Supposons maintenant que la demande porte sur de la monnaie de métal et de la monnaie de papier, ou, comme c’est le cas de plus en plus général, principalement sur de la monnaie de papier, comment devra se comporter la banque d’émission? Elle devra employer une partie de son capital à se procurer de la monnaie de métal, et en appliquer une autre partie à la création de la monnaie de papier, dans la proportion requise.

Si elle est obligée d’employer à la production de la monnaie de papier la même quantité de capital qu’à celle de la monnaie de métal, elle ne pourra, évidemment, la livrer à meilleur marché; s’il lui suffit, au contraire, d’y appliquer un capital moindre, elle pourra la livrer à un prix inférieur de toute la différence des quantités de capital employées.

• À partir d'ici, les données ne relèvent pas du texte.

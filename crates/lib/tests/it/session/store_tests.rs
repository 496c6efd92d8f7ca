//! SessionStore expiry, renewal and invalidation.

use chrono::Duration;
use gatehouse::{
    Clock, SessionValidator,
    session::store::{generate_session_token, session_id_for_token},
    user::UserStatus,
};

use crate::helpers::TestContext;

#[tokio::test]
async fn tokens_are_random_and_url_safe() {
    let a = generate_session_token();
    let b = generate_session_token();
    assert_ne!(a, b);
    assert_eq!(a.len(), 27);
    assert!(
        a.chars()
            .all(|c| c.is_ascii_alphanumeric() || c == '-' || c == '_')
    );
}

#[tokio::test]
async fn store_keeps_only_the_token_hash() {
    let ctx = TestContext::new();
    let user = ctx.add_user("alice").await;
    let token = generate_session_token();

    let session = ctx.sessions.create_session(&token, &user.id).await;

    assert_eq!(session.id, session_id_for_token(&token));
    assert_ne!(session.id, token);
    assert_eq!(session.id.len(), 64);
    assert_eq!(session.expires_at, ctx.clock.now() + Duration::days(30));
}

#[tokio::test]
async fn validation_returns_session_and_user() {
    let ctx = TestContext::new();
    let user = ctx.add_user("alice").await;
    let token = ctx.login(&user).await;

    let validation = ctx.sessions.validate_session_token(&token).await.unwrap();
    assert_eq!(validation.user, Some(user.clone()));
    assert_eq!(validation.session.unwrap().user_id, user.id);
}

#[tokio::test]
async fn session_expires_at_exact_deadline() {
    let ctx = TestContext::new();
    let user = ctx.add_user("alice").await;
    let token = ctx.login(&user).await;

    ctx.clock.advance(Duration::days(30) - Duration::seconds(1));
    assert!(
        ctx.sessions
            .validate_session_token(&token)
            .await
            .unwrap()
            .user
            .is_some()
    );

    // The validation above renewed it; jump past the renewed deadline
    ctx.clock.advance(Duration::days(30));
    let validation = ctx.sessions.validate_session_token(&token).await.unwrap();
    assert!(validation.user.is_none());
    assert!(validation.session.is_none());
}

#[tokio::test]
async fn fresh_session_is_not_renewed() {
    let ctx = TestContext::new();
    let user = ctx.add_user("alice").await;
    let token = generate_session_token();
    let created = ctx.sessions.create_session(&token, &user.id).await;

    ctx.advance_days(10);

    let session = ctx
        .sessions
        .validate_session_token(&token)
        .await
        .unwrap()
        .session
        .unwrap();
    assert_eq!(session.expires_at, created.expires_at);
}

#[tokio::test]
async fn session_inside_renewal_window_is_extended() {
    let ctx = TestContext::new();
    let user = ctx.add_user("alice").await;
    let token = generate_session_token();
    let created = ctx.sessions.create_session(&token, &user.id).await;

    ctx.advance_days(20);

    let session = ctx
        .sessions
        .validate_session_token(&token)
        .await
        .unwrap()
        .session
        .unwrap();
    assert!(session.expires_at > created.expires_at);
    assert_eq!(session.expires_at, ctx.clock.now() + Duration::days(30));

    // Still alive well past the original deadline
    ctx.advance_days(25);
    assert!(
        ctx.sessions
            .validate_session_token(&token)
            .await
            .unwrap()
            .user
            .is_some()
    );
}

#[tokio::test]
async fn disabled_user_cannot_use_session() {
    let ctx = TestContext::new();
    let mut user = ctx.add_user("alice").await;
    let token = ctx.login(&user).await;

    user.status = UserStatus::Disabled;
    ctx.users.insert(user).await.unwrap();

    let validation = ctx.sessions.validate_session_token(&token).await.unwrap();
    assert!(validation.user.is_none());
}

#[tokio::test]
async fn invalidate_single_session() {
    let ctx = TestContext::new();
    let user = ctx.add_user("alice").await;
    let token = ctx.login(&user).await;
    let other = ctx.login(&user).await;

    ctx.sessions
        .invalidate_session(&session_id_for_token(&token))
        .await
        .unwrap();

    assert!(
        ctx.sessions
            .validate_session_token(&token)
            .await
            .unwrap()
            .user
            .is_none()
    );
    assert!(
        ctx.sessions
            .validate_session_token(&other)
            .await
            .unwrap()
            .user
            .is_some()
    );

    let err = ctx
        .sessions
        .invalidate_session(&session_id_for_token(&token))
        .await
        .unwrap_err();
    assert!(err.is_not_found());
}

#[tokio::test]
async fn invalidate_all_sessions_for_user() {
    let ctx = TestContext::new();
    let alice = ctx.add_user("alice").await;
    let bob = ctx.add_user("bob").await;
    ctx.login(&alice).await;
    ctx.login(&alice).await;
    let bob_token = ctx.login(&bob).await;

    assert_eq!(ctx.sessions.invalidate_user_sessions(&alice.id).await, 2);
    assert_eq!(ctx.sessions.session_count().await, 1);
    assert!(
        ctx.sessions
            .validate_session_token(&bob_token)
            .await
            .unwrap()
            .user
            .is_some()
    );
}

#[tokio::test]
async fn purge_removes_only_expired() {
    let ctx = TestContext::new();
    let user = ctx.add_user("alice").await;
    ctx.login(&user).await;
    ctx.advance_days(29);
    ctx.login(&user).await;
    ctx.advance_days(2);

    assert_eq!(ctx.sessions.purge_expired().await, 1);
    assert_eq!(ctx.sessions.session_count().await, 1);
}

#[tokio::test]
async fn unvalidated_huge_ttl_saturates_instead_of_overflowing() {
    let config = gatehouse::config::SessionConfig {
        ttl: Duration::days(200_000_000),
        renew_threshold: Duration::days(200_000_000),
        ..Default::default()
    };
    let ctx = TestContext::with_config(&config);
    let user = ctx.add_user("alice").await;
    let token = ctx.login(&user).await;

    // Renewal window covers the whole lifetime, so validation also renews
    let validation = ctx.sessions.validate_session_token(&token).await.unwrap();
    let session = validation.session.unwrap();
    assert_eq!(session.expires_at, chrono::DateTime::<chrono::Utc>::MAX_UTC);
    assert_eq!(validation.user, Some(user));
}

Comment donc se produit la monnaie de papier?

On peut la produire de différentes manières: d’abord, sans y employer d’autre capital que celui qui est nécessaire à la fabrication des coupures monétaires, comme dans le cas d’un papier monnaie inconversible; ensuite, en y employant des quantités de capital plus ou moins considérables pour en garantir la valeur, comme dans le cas des billets de banque.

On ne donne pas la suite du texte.